For dims = {d0, d1, ..., d_{N-1}}, loop i = 0..N-2:

add(new Dense(d_i, d_{i+1}, use_bias)).
If i < N-2: add(new ActivationLayer(hidden_act)) (hidden activation).
If i == N-2 and use_softmax == true: add(new ActivationLayer(SOFTMAX)) (output softmax).

EXAMPLE¶

// Iris: 4 → 16 → 8 → 3
MLP model({4, 16, 8, 3}, ActType::RELU, /*use_softmax=*/true);

model.summary();
/*  Sequential model  (6 layers)
    --------------------
      [ 0] dense
      [ 1] activation        // ReLU
      [ 2] dense
      [ 3] activation        // ReLU
      [ 4] dense
      [ 5] activation        // SOFTMAX
    --------------------
*/

Adam opt(1e-3f);
Trainer trainer(&model, &opt, LossType::CROSS_ENTROPY);
trainer.fit(train_data, cfg);

SHOULD I DISABLE SOFTMAX?¶

cross_entropy_forward already contains softmax, so adding or removing the final softmax does not change the loss value. However:

Need probabilities from model.predict() / accuracy() → keep use_softmax = true.
Need raw logits (for temperature scaling, distillation, …) → use_softmax = false.

PARAMETER COUNT¶

For dims = {F, h1, h2, ..., C}:

\[ \text{params} = \sum_{i=0}^{N-2} (d_i \cdot d_{i+1} + d_{i+1}) \]

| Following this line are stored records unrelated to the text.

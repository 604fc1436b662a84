use crate::error::{ArchiveError, Result};
use byteorder::{BigEndian, LittleEndian, ReadBytesExt, WriteBytesExt};
use encoding_rs::Encoding;
use log::debug;
use std::io::{Read, Seek, SeekFrom, Write};

macro_rules! byte_order_reads {
    ($($name:ident -> $ty:ty),* $(,)?) => {
        $(
            pub fn $name(&mut self) -> Result<$ty> {
                let value = if self.is_little_endian {
                    self.reader.$name::<LittleEndian>()?
                } else {
                    self.reader.$name::<BigEndian>()?
                };
                Ok(value)
            }
        )*
    };
}

macro_rules! byte_order_writes {
    ($($name:ident($ty:ty)),* $(,)?) => {
        $(
            pub fn $name(&mut self, value: $ty) -> Result<()> {
                if self.is_little_endian {
                    self.writer.$name::<LittleEndian>(value)?;
                } else {
                    self.writer.$name::<BigEndian>(value)?;
                }
                Ok(())
            }
        )*
    };
}

pub struct EndianReader<R> {
    reader: R,
    is_little_endian: bool,
}

impl<R: Read> EndianReader<R> {
    pub fn new(reader: R, is_little_endian: bool) -> Self {
        Self {
            reader,
            is_little_endian,
        }
    }

    pub fn set_endian(&mut self, is_little_endian: bool) {
        self.is_little_endian = is_little_endian;
    }

    pub fn is_little_endian(&self) -> bool {
        self.is_little_endian
    }

    pub fn into_inner(self) -> R {
        self.reader
    }

    pub fn read_u8(&mut self) -> Result<u8> {
        let byte = self.reader.read_u8()?;
        Ok(byte)
    }

    byte_order_reads! {
        read_u16 -> u16,
        read_u32 -> u32,
        read_u64 -> u64,
        read_i32 -> i32,
        read_i64 -> i64,
        read_f32 -> f32,
    }

    pub fn read_bytes(&mut self, count: usize) -> Result<Vec<u8>> {
        let mut bytes = vec![0u8; count];
        self.reader.read_exact(&mut bytes).map_err(|e| {
            debug!("Short read of {} bytes: {}", count, e);
            ArchiveError::from(e)
        })?;
        Ok(bytes)
    }

    pub fn read_magic(&mut self) -> Result<[u8; 4]> {
        let mut magic = [0u8; 4];
        self.reader.read_exact(&mut magic)?;
        Ok(magic)
    }

    /// Reads a NUL-terminated string of any length. Running out of data
    /// before the terminator is a truncation.
    pub fn read_cstring(&mut self, encoding: &'static Encoding) -> Result<String> {
        let mut bytes = Vec::new();

        loop {
            match self.read_u8() {
                Ok(0) => break,
                Ok(byte) => bytes.push(byte),
                Err(ArchiveError::Truncated(_)) => {
                    return Err(ArchiveError::Truncated(format!(
                        "String ends without a terminator after {} bytes",
                        bytes.len()
                    )));
                }
                Err(e) => return Err(e),
            }
        }

        let (decoded, _, _) = encoding.decode(&bytes);
        Ok(decoded.into_owned())
    }

    /// Reads a fixed-size, NUL-padded string slot.
    pub fn read_fixed_string(&mut self, length: usize, encoding: &'static Encoding) -> Result<String> {
        let bytes = self.read_bytes(length)?;
        let end = bytes.iter().position(|&b| b == 0).unwrap_or(bytes.len());
        let (decoded, _, _) = encoding.decode(&bytes[..end]);
        Ok(decoded.into_owned())
    }
}

impl<R: Seek> EndianReader<R> {
    pub fn seek(&mut self, pos: SeekFrom) -> Result<u64> {
        Ok(self.reader.seek(pos)?)
    }

    pub fn position(&mut self) -> Result<u64> {
        Ok(self.reader.stream_position()?)
    }
}

pub struct EndianWriter<W> {
    writer: W,
    is_little_endian: bool,
}

impl<W: Write> EndianWriter<W> {
    pub fn new(writer: W, is_little_endian: bool) -> Self {
        Self {
            writer,
            is_little_endian,
        }
    }

    pub fn set_endian(&mut self, is_little_endian: bool) {
        self.is_little_endian = is_little_endian;
    }

    pub fn into_inner(self) -> W {
        self.writer
    }

    pub fn write_u8(&mut self, value: u8) -> Result<()> {
        self.writer.write_u8(value)?;
        Ok(())
    }

    byte_order_writes! {
        write_u16(u16),
        write_u32(u32),
        write_u64(u64),
        write_i32(i32),
        write_f32(f32),
    }

    pub fn write_bytes(&mut self, data: &[u8]) -> Result<()> {
        self.writer.write_all(data)?;
        Ok(())
    }

    pub fn write_zeros(&mut self, count: u64) -> Result<()> {
        std::io::copy(&mut std::io::repeat(0).take(count), &mut self.writer)?;
        Ok(())
    }

    /// Writes `value` into a zero-padded slot of exactly `length` bytes.
    pub fn write_fixed_string(
        &mut self,
        value: &str,
        length: usize,
        encoding: &'static Encoding,
    ) -> Result<()> {
        let (encoded, _, _) = encoding.encode(value);
        if encoded.len() > length {
            return Err(ArchiveError::InvalidFormat(format!(
                "Name '{}' does not fit in {} bytes",
                value, length
            )));
        }
        self.write_bytes(&encoded)?;
        self.write_zeros((length - encoded.len()) as u64)
    }
}

impl<W: Write + Seek> EndianWriter<W> {
    pub fn seek(&mut self, pos: SeekFrom) -> Result<u64> {
        Ok(self.writer.seek(pos)?)
    }

    pub fn position(&mut self) -> Result<u64> {
        Ok(self.writer.stream_position()?)
    }

    /// Zero-fills from the current position up to `target`. Does nothing if
    /// the writer is already past it.
    pub fn write_until(&mut self, target: u64) -> Result<()> {
        let position = self.position()?;
        if position < target {
            self.write_zeros(target - position)?;
        }
        Ok(())
    }

    pub fn write_padding(&mut self, alignment: u64) -> Result<()> {
        let position = self.position()?;
        self.write_until(align_up(position, alignment))
    }
}

/// Rounds `value` up to the next multiple of `alignment`.
pub fn align_up(value: u64, alignment: u64) -> u64 {
    if alignment <= 1 {
        return value;
    }
    match value % alignment {
        0 => value,
        rem => value + (alignment - rem),
    }
}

E.g. {4, 16, 8, 3} → 4*16 + 16 + 16*8 + 8 + 8*3 + 3 = 251 floats ≈ 1 KB. Even with training (extra m/v buffers) the budget stays below ~3 KB — easily fits in ESP32-S3 internal SRAM.

RELATION TO Sequential¶

MLP only overrides the constructor; forward / backward / summary / predict / accuracy come straight from Sequential. For richer topologies (residuals, branches, skip connections), use Sequential directly or subclass it.